DESCRIPTION (provided by applicant): Recent strides in HIV-1 vaccine research have begun to define the roles of cellular and humoral immune responses and have renewed optimism that an effective prophylactic vaccine can be developed (Ho and Huang, 2002). It is anticipated that several vaccine candidates will be ready for large-scale evaluations in humans in the near future (2-5 years). In all likelihood, the development of a highly efficacious vaccine will be an iterative process in which lessons learned from early vaccine trials improve future generation vaccines. The evaluation of early candidates should help further clarify the protective roles of humoral (B-cell antibody) and cellular (cytotoxic T-cell) immune responses, and possibly identify other critical surrogate markers of protection. Once gleaned, this information can be directed toward the development of more potent and directed immunogens and delivery systems. At present, the HIV vaccine field is inadequately equipped to conduct the comprehensive analyses necessary to support ongoing and future vaccine efforts. In general, assays currently available to evaluate HIV-specific immune responses were developed for small research investigations and are not suited for the high volume sample testing necessary to support high throughput screening of potential immunogens, or large clinical efficacy trials. Such studies will require rapid, sensitive, and reliable assays with high-throughput testing capability. Furthermore, such systems must be amenable to pre-clinical investigations conducted in primate model systems, i.e. SIV/macaque. Recently, ViroLogic developed a novel cell-based infectivity assay that is capable of three distinct applications, (a) measuring the susceptibility of HIV-1 to entry inhibitor drugs, (b) determining co-receptor tropism and (c) detecting antibody neutralization. This SBIR-AT phase I proposal is focused on the further development of the antibody neutralization application. We intend to expand and enhance the capability of the neutralization assay, compile a large diverse specimen library comprised of functional HIV-1 envelope genes, and establish standard virus panels for the routine characterization of antibody responses.

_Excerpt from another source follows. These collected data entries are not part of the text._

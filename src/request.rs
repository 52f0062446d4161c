//! Fetch requests flowing from the request cache to the downloaders.
//!
//! A [`Request`] carries its locator and its depth, the number of hops from the
//! seed. Analysis re-stamps every discovered request one level deeper than the
//! response it came from, so parsers need not track depth themselves.

use serde::{Deserialize, Serialize};
use url::Url;

use crate::error::Result;

/// A single fetch unit plus its hop count from the seed.
#[derive(Debug, Clone, PartialEq, Eq, Serialize, Deserialize)]
pub struct Request {
    pub url: Url,
    pub method: String,
    pub headers: Vec<(String, String)>,
    depth: u32,
}

impl Request {
    /// Creates a `GET` request at the given depth. The fragment is dropped since it
    /// never reaches the server.
    pub fn new(mut url: Url, depth: u32) -> Self {
        url.set_fragment(None);
        Self {
            url,
            method: "GET".to_string(),
            headers: Vec::new(),
            depth,
        }
    }

    /// Parses `url` and creates a `GET` request from it.
    pub fn parse(url: &str, depth: u32) -> Result<Self> {
        Ok(Self::new(Url::parse(url)?, depth))
    }

    pub fn with_method(mut self, method: impl Into<String>) -> Self {
        self.method = method.into();
        self
    }

    pub fn with_header(mut self, name: impl Into<String>, value: impl Into<String>) -> Self {
        self.headers.push((name.into(), value.into()));
        self
    }

    /// Hops from the seed. The seed is depth 0.
    pub fn depth(&self) -> u32 {
        self.depth
    }

    /// Returns the same request re-stamped with another depth.
    pub fn with_depth(mut self, depth: u32) -> Self {
        self.depth = depth;
        self
    }

    /// A request is fetchable only if its locator names a host.
    pub fn is_valid(&self) -> bool {
        self.url.host_str().is_some_and(|host| !host.is_empty())
    }

    /// Host of the locator, if it has one.
    pub fn host(&self) -> Option<&str> {
        self.url.host_str()
    }
}
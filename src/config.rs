//! Argument containers validated before a crawl starts.
//!
//! Every container implements [`Args`]: `check()` enumerates the configurations the
//! engine refuses to run with, and `Display` renders the container for summaries.

use std::fmt;

use serde::{Deserialize, Serialize};

use crate::error::{EngineError, Result};

/// Common contract of argument containers.
pub trait Args: fmt::Display {
    /// Returns an error describing the first invalid setting, if any.
    fn check(&self) -> Result<()>;
}

/// Capacities of the four bounded queues owned by the channel manager.
#[derive(Debug, Clone, Copy, PartialEq, Eq, Serialize, Deserialize)]
pub struct ChannelArgs {
    pub request_queue_len: usize,
    pub response_queue_len: usize,
    pub item_queue_len: usize,
    pub error_queue_len: usize,
}

impl ChannelArgs {
    pub fn new(
        request_queue_len: usize,
        response_queue_len: usize,
        item_queue_len: usize,
        error_queue_len: usize,
    ) -> Self {
        Self {
            request_queue_len,
            response_queue_len,
            item_queue_len,
            error_queue_len,
        }
    }
}

impl Default for ChannelArgs {
    fn default() -> Self {
        let workers = num_cpus::get().max(4);
        ChannelArgs {
            request_queue_len: workers * 3,
            response_queue_len: workers * 3,
            item_queue_len: workers * 8,
            error_queue_len: workers * 2,
        }
    }
}

impl Args for ChannelArgs {
    fn check(&self) -> Result<()> {
        let checks = [
            (self.request_queue_len, "request"),
            (self.response_queue_len, "response"),
            (self.item_queue_len, "item"),
            (self.error_queue_len, "error"),
        ];
        for (len, name) in checks {
            if len == 0 {
                return Err(EngineError::Configuration(format!(
                    "The {} queue capacity can not be 0",
                    name
                )));
            }
        }
        Ok(())
    }
}

impl fmt::Display for ChannelArgs {
    fn fmt(&self, f: &mut fmt::Formatter<'_>) -> fmt::Result {
        write!(
            f,
            "{{ requestQueueLen: {}, responseQueueLen: {}, itemQueueLen: {}, errorQueueLen: {} }}",
            self.request_queue_len, self.response_queue_len, self.item_queue_len, self.error_queue_len
        )
    }
}

/// Sizes of the downloader and analyzer pools.
#[derive(Debug, Clone, Copy, PartialEq, Eq, Serialize, Deserialize)]
pub struct PoolArgs {
    pub downloader_pool_size: u32,
    pub analyzer_pool_size: u32,
}

impl PoolArgs {
    /// Pool sizes for one crawl.
    pub fn new(downloader_pool_size: u32, analyzer_pool_size: u32) -> Self {
        Self {
            downloader_pool_size,
            analyzer_pool_size,
        }
    }
}

impl Default for PoolArgs {
    fn default() -> Self {
        let cpus = num_cpus::get() as u32;
        PoolArgs {
            downloader_pool_size: cpus.max(16),
            analyzer_pool_size: cpus.clamp(4, 16),
        }
    }
}

impl Args for PoolArgs {
    fn check(&self) -> Result<()> {
        if self.downloader_pool_size == 0 {
            return Err(EngineError::Configuration(
                "The downloader pool size can not be 0".to_string(),
            ));
        }
        if self.analyzer_pool_size == 0 {
            return Err(EngineError::Configuration(
                "The analyzer pool size can not be 0".to_string(),
            ));
        }
        Ok(())
    }
}

impl fmt::Display for PoolArgs {
    fn fmt(&self, f: &mut fmt::Formatter<'_>) -> fmt::Result {
        write!(
            f,
            "{{ downloaderPoolSize: {}, analyzerPoolSize: {} }}",
            self.downloader_pool_size, self.analyzer_pool_size
        )
    }
}
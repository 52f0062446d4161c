//! The four bounded queues connecting the crawl stages.
//!
//! A [`ChannelManager`] owns the request, response, item and error queues and a
//! one-way lifecycle: uninitialized, initialized, closed. Queue handles can only be
//! obtained while initialized, and closing wakes every task blocked on any queue.

use std::fmt;

use kanal::{AsyncReceiver, AsyncSender, bounded_async};
use log::debug;
use parking_lot::RwLock;

use crate::config::{Args, ChannelArgs};
use crate::error::{CrawlerError, EngineError, Result};
use crate::item::Item;
use crate::request::Request;
use crate::response::Response;

/// Lifecycle of a [`ChannelManager`].
#[derive(Debug, Clone, Copy, PartialEq, Eq)]
pub enum ChannelManagerStatus {
    Uninitialized,
    Initialized,
    Closed,
}

impl ChannelManagerStatus {
    pub fn as_str(&self) -> &'static str {
        match self {
            ChannelManagerStatus::Uninitialized => "uninitialized",
            ChannelManagerStatus::Initialized => "initialized",
            ChannelManagerStatus::Closed => "closed",
        }
    }
}

impl fmt::Display for ChannelManagerStatus {
    fn fmt(&self, f: &mut fmt::Formatter<'_>) -> fmt::Result {
        f.write_str(self.as_str())
    }
}

/// A bounded FIFO queue handle. Clones share the same queue.
pub struct Queue<T> {
    tx: AsyncSender<T>,
    rx: AsyncReceiver<T>,
    capacity: usize,
}

impl<T> Clone for Queue<T> {
    fn clone(&self) -> Self {
        Self {
            tx: self.tx.clone(),
            rx: self.rx.clone(),
            capacity: self.capacity,
        }
    }
}

impl<T> Queue<T> {
    /// A new queue holding at most `capacity` values.
    pub fn bounded(capacity: usize) -> Self {
        let (tx, rx) = bounded_async(capacity);
        Self { tx, rx, capacity }
    }

    /// Waits for room and enqueues `value`. Returns `false` if the queue is closed.
    pub async fn send(&self, value: T) -> bool {
        self.tx.send(value).await.is_ok()
    }

    /// Waits for the next value. Returns `None` once the queue is closed.
    pub async fn recv(&self) -> Option<T> {
        self.rx.recv().await.ok()
    }

    /// Takes a value if one is ready. Returns `None` when empty or closed.
    pub fn try_recv(&self) -> Option<T> {
        self.rx.try_recv().ok().flatten()
    }

    /// A receive-only handle on this queue.
    pub fn receiver(&self) -> AsyncReceiver<T> {
        self.rx.clone()
    }

    /// Number of queued values, 0 once closed.
    pub fn len(&self) -> usize {
        if self.tx.is_closed() { 0 } else { self.tx.len() }
    }

    pub fn is_empty(&self) -> bool {
        self.len() == 0
    }

    /// The capacity the queue was created with.
    pub fn capacity(&self) -> usize {
        self.capacity
    }

    /// Free slots left before a send would wait.
    pub fn remaining(&self) -> usize {
        self.capacity.saturating_sub(self.len())
    }

    /// Whether the owning manager closed the queue.
    pub fn is_closed(&self) -> bool {
        self.tx.is_closed()
    }

    fn close(&self) {
        let _ = self.tx.close();
    }
}

struct Channels {
    requests: Queue<Request>,
    responses: Queue<Response>,
    items: Queue<Item>,
    errors: Queue<CrawlerError>,
}

impl Channels {
    fn allocate(args: &ChannelArgs) -> Self {
        Self {
            requests: Queue::bounded(args.request_queue_len),
            responses: Queue::bounded(args.response_queue_len),
            items: Queue::bounded(args.item_queue_len),
            errors: Queue::bounded(args.error_queue_len),
        }
    }

    fn close(&self) {
        self.requests.close();
        self.responses.close();
        self.items.close();
        self.errors.close();
    }
}

struct Inner {
    args: Option<ChannelArgs>,
    status: ChannelManagerStatus,
    channels: Option<Channels>,
}

/// Owner of the crawl's bounded queues.
pub struct ChannelManager {
    inner: RwLock<Inner>,
}

impl ChannelManager {
    /// Creates an initialized manager with queues sized per `args`.
    pub fn new(args: ChannelArgs) -> Result<Self> {
        let manager = Self::uninitialized();
        manager.init(args, true)?;
        Ok(manager)
    }

    /// A manager without queues. Call [`init`](Self::init) before use.
    pub fn uninitialized() -> Self {
        Self {
            inner: RwLock::new(Inner {
                args: None,
                status: ChannelManagerStatus::Uninitialized,
                channels: None,
            }),
        }
    }

    /// (Re)allocates the four queues.
    ///
    /// Returns `Ok(false)` without effect if already initialized and `reset` is false.
    pub fn init(&self, args: ChannelArgs, reset: bool) -> Result<bool> {
        args.check()?;
        let mut inner = self.inner.write();
        if inner.status == ChannelManagerStatus::Initialized && !reset {
            return Ok(false);
        }
        if let Some(old) = inner.channels.take() {
            old.close();
        }
        inner.channels = Some(Channels::allocate(&args));
        inner.args = Some(args);
        inner.status = ChannelManagerStatus::Initialized;
        debug!("Channel manager initialized with {}", args);
        Ok(true)
    }

    /// Closes all four queues. Effective only from the initialized state.
    pub fn close(&self) -> bool {
        let mut inner = self.inner.write();
        if inner.status != ChannelManagerStatus::Initialized {
            return false;
        }
        if let Some(channels) = inner.channels.take() {
            channels.close();
        }
        inner.status = ChannelManagerStatus::Closed;
        debug!("Channel manager closed");
        true
    }

    /// Current status.
    pub fn status(&self) -> ChannelManagerStatus {
        self.inner.read().status
    }

    /// The request queue. Fails with [`EngineError::ChannelStatus`] unless initialized.
    pub fn request_queue(&self) -> Result<Queue<Request>> {
        self.with_channels(|c| c.requests.clone())
    }

    pub fn response_queue(&self) -> Result<Queue<Response>> {
        self.with_channels(|c| c.responses.clone())
    }

    pub fn item_queue(&self) -> Result<Queue<Item>> {
        self.with_channels(|c| c.items.clone())
    }

    pub fn error_queue(&self) -> Result<Queue<CrawlerError>> {
        self.with_channels(|c| c.errors.clone())
    }

    fn with_channels<T>(&self, f: impl FnOnce(&Channels) -> T) -> Result<T> {
        let inner = self.inner.read();
        match (&inner.status, &inner.channels) {
            (ChannelManagerStatus::Initialized, Some(channels)) => Ok(f(channels)),
            (status, _) => Err(EngineError::ChannelStatus(status.to_string())),
        }
    }

    /// One-line fill report of every queue.
    pub fn summary(&self) -> String {
        let inner = self.inner.read();
        let args = inner.args.unwrap_or(ChannelArgs::new(0, 0, 0, 0));
        let (requests, responses, items, errors) = match &inner.channels {
            Some(c) => (
                c.requests.len(),
                c.responses.len(),
                c.items.len(),
                c.errors.len(),
            ),
            None => (0, 0, 0, 0),
        };
        format!(
            "status: {}, requestChannel: {}/{}, responseChannel: {}/{}, itemChannel: {}/{}, errorChannel: {}/{}",
            inner.status,
            requests,
            args.request_queue_len,
            responses,
            args.response_queue_len,
            items,
            args.item_queue_len,
            errors,
            args.error_queue_len
        )
    }
}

描述（由申请人提供）：HIV-1疫苗研究的最新进展已开始确定细胞和体液免疫应答的作用，并重新乐观地认为可以开发有效的预防性疫苗（Ho和Huang，2002）。预计在不久的将来（2-5年），几种候选疫苗将准备好进行大规模的人体评价。极有可能，高效疫苗的开发将是一个反复的过程，从早期疫苗试验中吸取的经验教训将改进下一代疫苗。对早期候选者的评估应有助于进一步阐明体液（B细胞抗体）和细胞（细胞毒性T细胞）免疫应答的保护作用，并可能确定其他关键的保护替代标志物。一旦收集到这些信息，就可以直接用于开发更有效和定向的免疫原和递送系统。目前，艾滋病毒疫苗领域没有足够的能力进行必要的全面分析，以支持目前和今后的疫苗工作。一般而言，目前可用于评价HIV特异性免疫应答的检测方法是针对小型研究开发的，不适合支持潜在免疫原高通量筛选所需的大体积样本检测或大型临床疗效试验。这些研究将需要快速，灵敏，可靠的高通量检测能力的测定。 此外，此类系统必须适合在灵长类动物模型系统（即SIV/猕猴）中进行的临床前研究。最近，ViroLogic开发了一种新的基于细胞的感染性测定，能够用于三种不同的应用，（a）测量HIV-1对进入抑制剂药物的敏感性，（B）确定共受体向性和（c）检测抗体中和。该SBIR-AT I期提案的重点是抗体中和应用的进一步开发。我们打算扩大和提高中和试验的能力，编制一个大型的不同标本库的功能HIV-1包膜基因组成，并建立标准的病毒面板的抗体反应的常规表征。